Prosecuting Evil is remarkable for allowing Ferencz to tell this story in his own words. Though his conviction for human rights and justice has never wavered, he retains complicated feelings about his time at Nuremberg to this day. Ferencz testifies to the devastatingly difficult work of visiting concentration camps and looking survivors in the eyes. To keep himself sane, he put up a mental screen and repeatedly told himself that what he was seeing was not real. Instead of calling for the death penalty, Ferencz had advocated for life in prison, but four of the defendants were hanged. These men slaughtered his people, but he still finds it alienating to be responsible for their deaths.

Hatred is an insidious force, and though Nuremberg provided some accountability, it did not lead to remorse.
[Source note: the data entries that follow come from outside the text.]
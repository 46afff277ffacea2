#![deny(clippy::pedantic, unsafe_code)]
#![allow(clippy::module_name_repetitions)]

//! Event system for async communication in sluice
//!
//! Library crates never print or log at info level directly. They emit
//! [`AppEvent`]s through an [`EventEmitter`] and the CLI decides how each
//! event is rendered. Each event knows its own tracing level and target.

pub mod events;
pub use events::{
    AppEvent, DownloadEvent, FailureContext, GeneralEvent, ProcessEvent,
};

use tokio::sync::mpsc::UnboundedSender;

/// Type alias for event sender using the `AppEvent` system
pub type EventSender = UnboundedSender<AppEvent>;

/// Type alias for event receiver using the `AppEvent` system
pub type EventReceiver = tokio::sync::mpsc::UnboundedReceiver<AppEvent>;

/// Create a new event channel
#[must_use]
pub fn channel() -> (EventSender, EventReceiver) {
    tokio::sync::mpsc::unbounded_channel()
}

/// The unified trait for emitting events throughout sluice
///
/// Works the same whether you hold a raw `EventSender` or a struct that
/// optionally carries one.
pub trait EventEmitter {
    /// Get the event sender for this emitter
    fn event_sender(&self) -> Option<&EventSender>;

    /// Emit an event through this emitter
    fn emit(&self, event: AppEvent) {
        if let Some(sender) = self.event_sender() {
            // Ignore send errors - if receiver is dropped, we just continue
            let _ = sender.send(event);
        }
    }

    /// Emit a warning event with context
    fn emit_warning_with_context(&self, message: impl Into<String>, context: impl Into<String>) {
        self.emit(AppEvent::General(GeneralEvent::warning_with_context(
            message, context,
        )));
    }

    /// Emit an operation started event
    fn emit_operation_started(&self, operation: impl Into<String>) {
        self.emit(AppEvent::General(GeneralEvent::OperationStarted {
            operation: operation.into(),
        }));
    }

    /// Emit an operation completed event
    fn emit_operation_completed(&self, operation: impl Into<String>, success: bool) {
        self.emit(AppEvent::General(GeneralEvent::OperationCompleted {
            operation: operation.into(),
            success,
        }));
    }

    /// Emit an operation failed event
    fn emit_operation_failed(&self, operation: impl Into<String>, error: impl Into<String>) {
        self.emit(AppEvent::General(GeneralEvent::OperationFailed {
            operation: operation.into(),
            error: error.into(),
        }));
    }

    /// Emit a download event
    fn emit_download(&self, event: DownloadEvent) {
        self.emit(AppEvent::Download(event));
    }

    /// Emit a process event
    fn emit_process(&self, event: ProcessEvent) {
        self.emit(AppEvent::Process(event));
    }
}

/// Implementation of `EventEmitter` for the raw `EventSender`
impl EventEmitter for EventSender {
    fn event_sender(&self) -> Option<&EventSender> {
        Some(self)
    }
}

/// An optional sender is an emitter that drops events when absent
impl EventEmitter for Option<EventSender> {
    fn event_sender(&self) -> Option<&EventSender> {
        self.as_ref()
    }
}
//! Command line interface definition

use clap::{Args, Parser, Subcommand};
use std::path::PathBuf;

/// sluice - resumable range downloads with optional streaming decryption
#[derive(Parser)]
#[command(name = "sluice")]
#[command(version = env!("CARGO_PKG_VERSION"))]
#[command(about = "Resumable range downloads with optional streaming decryption")]
#[command(long_about = None)]
pub struct Cli {
    #[command(subcommand)]
    pub command: Commands,

    #[command(flatten)]
    pub global: GlobalArgs,
}

/// Global arguments available for all commands
#[derive(Parser)]
pub struct GlobalArgs {
    /// Emit log lines as JSON
    #[arg(long, global = true)]
    pub json: bool,

    /// Write debug logs to a file in the log directory
    #[arg(long, global = true)]
    pub debug: bool,

    /// Use alternate config file
    #[arg(long, global = true, value_name = "PATH")]
    pub config: Option<PathBuf>,
}

/// Available commands
#[derive(Subcommand)]
pub enum Commands {
    /// Download one file, resuming after interruptions
    #[command(alias = "dl")]
    Download(DownloadArgs),
}

#[derive(Args)]
pub struct DownloadArgs {
    /// Remote location (absolute URL, or relative to network.base_url)
    #[arg(long, short = 's', value_name = "URL")]
    pub source: String,

    /// Destination file, or an existing directory to place it in
    #[arg(long, short = 'd', value_name = "PATH")]
    pub destination: PathBuf,

    /// Size of the remote file in bytes
    #[arg(long, value_name = "BYTES")]
    pub file_size: u64,

    /// Pipe the download through the decryption tool
    #[arg(long)]
    pub decrypt: bool,

    /// Secret key for decryption (overrides decrypt.secret_key_path)
    #[arg(long, value_name = "PATH", requires = "decrypt")]
    pub secret_key: Option<PathBuf>,

    /// Fail unless the downloaded file has this digest (MD5 or BLAKE3 hex)
    #[arg(long, value_name = "HEX", conflicts_with = "decrypt")]
    pub expected_digest: Option<String>,
}
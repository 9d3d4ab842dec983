//! On-disk layout of per-video index files.

use std::path::{Path, PathBuf};

use tracing::info;
use uuid::Uuid;

use lectern_core::{defaults, Result};

use crate::index::VectorIndex;

/// Root directory holding one `video_{id}/index.json` per subject.
#[derive(Debug, Clone)]
pub struct IndexStore {
    root: PathBuf,
}

impl IndexStore {
    pub fn new(root: impl Into<PathBuf>) -> Self {
        Self { root: root.into() }
    }

    /// Read the root from `LECTERN_INDEX_DIR`, falling back to the default.
    pub fn from_env() -> Self {
        Self::new(
            std::env::var(defaults::ENV_INDEX_DIR)
                .unwrap_or_else(|_| defaults::INDEX_DIR.to_string()),
        )
    }

    pub fn root(&self) -> &Path {
        &self.root
    }

    pub fn location_for(&self, subject_id: Uuid) -> PathBuf {
        self.root
            .join(format!("video_{}", subject_id))
            .join("index.json")
    }

    /// Persist `index` for `subject_id` and return where it was written.
    pub async fn save(&self, subject_id: Uuid, index: &VectorIndex) -> Result<PathBuf> {
        let location = self.location_for(subject_id);
        index.save(&location).await?;
        info!(
            subsystem = "search",
            component = "index_store",
            subject_id = %subject_id,
            result_count = index.len(),
            path = %location.display(),
            "Vector index saved"
        );
        Ok(location)
    }

    pub async fn load(&self, subject_id: Uuid) -> Result<VectorIndex> {
        VectorIndex::load(&self.location_for(subject_id)).await
    }
}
It is likely that the Nuremberg defendants honestly believed they were not guilty of wrongdoing; in their eyes, every murderous order they followed meant being one step closer to saving the Reich. When guilty verdicts were handed down, Nazis were marched to the prisons and the gallows with no words of apology. Hopeful for signs of closure, Ferencz visited one convicted defendant prior to his execution — only to hear, spat through the slats in the prison door, that the world would one day suffer for putting an end to the Nazi project.

By juxtaposing Ferencz’ storytelling with primary documentary footage from the Holocaust, Avrich gives the audience a small snapshot into what, as Ferencz puts it, is “incomprehensible to a natural human mind.” Viewers see the Holocaust as what it was: armies of Nazi soldiers pledging allegiance through extermination, gas chambers and tall towers of human bones, people dragged out of their homes and shot in the streets, and human beings with shaved heads and protruding ribcages, waiting for death.

In this way, the film is a testament to the power of documentary evidence in shaping the public conscience. No one can truly understand genocide without experiencing it firsthand. In a world that remains incredibly divided by conflict, it’s all the more important that film and storytelling bring former atrocities out of the shadows of history. 

As a complement to media, international law remains, at the least, a powerful communicative tool to respond to mass-scale tragedies. The horrors of World War II shocked the world into putting human rights instruments on the map. The dial in many parts of the world today moves toward isolationism, but we know all too well that Nuremberg did not put an end to international crimes. Remembering the Holocaust, and remembering Ferencz, can preserve what is left of our commitment to humanity.

“War will make mass murderers out of otherwise decent people.” Ferencz has seen it again and again over the course of his 98 years, and the only way out, he says, is law.